REQUIRED WORK: Beginning with the line where "pub fn is_identity(&self)" occurs, set down each line of the records through the final one, exactly and without additions.

DATA EXTRACTS:
* * * * * * * * *
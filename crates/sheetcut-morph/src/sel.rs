//! Structuring Element (SEL) for morphological operations
//!
//! Every element here is a solid rectangle ("brick"); the origin sits at
//! (`width / 2`, `height / 2`).

use crate::{MorphError, MorphResult};

/// Rectangular structuring element
#[derive(Debug, Clone, Copy, PartialEq, Eq)]
pub struct Sel {
    width: u32,
    height: u32,
    cx: u32,
    cy: u32,
}

impl Sel {
    /// Create a rectangular "brick" structuring element
    pub fn create_brick(width: u32, height: u32) -> MorphResult<Self> {
        if width == 0 || height == 0 {
            return Err(MorphError::InvalidSel(format!(
                "structuring element must be non-empty: {}x{}",
                width, height
            )));
        }
        Ok(Self {
            width,
            height,
            cx: width / 2,
            cy: height / 2,
        })
    }

    /// Create a square structuring element
    pub fn create_square(size: u32) -> MorphResult<Self> {
        Self::create_brick(size, size)
    }

    /// Get the width
    #[inline]
    pub fn width(&self) -> u32 {
        self.width
    }

    /// Get the height
    #[inline]
    pub fn height(&self) -> u32 {
        self.height
    }

    /// Get the origin x coordinate
    #[inline]
    pub fn origin_x(&self) -> u32 {
        self.cx
    }

    /// Get the origin y coordinate
    #[inline]
    pub fn origin_y(&self) -> u32 {
        self.cy
    }

    /// Number of hit elements
    pub fn hit_count(&self) -> usize {
        self.width as usize * self.height as usize
    }

    /// Whether the element covers a single pixel
    pub fn is_identity(&self) -> bool {
        self.width == 1 && self.height == 1
    }
}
* * * * * * * * *
OUTPUT FOR THIS EXERCISE:
    pub fn is_identity(&self) -> bool {
        self.width == 1 && self.height == 1
    }
}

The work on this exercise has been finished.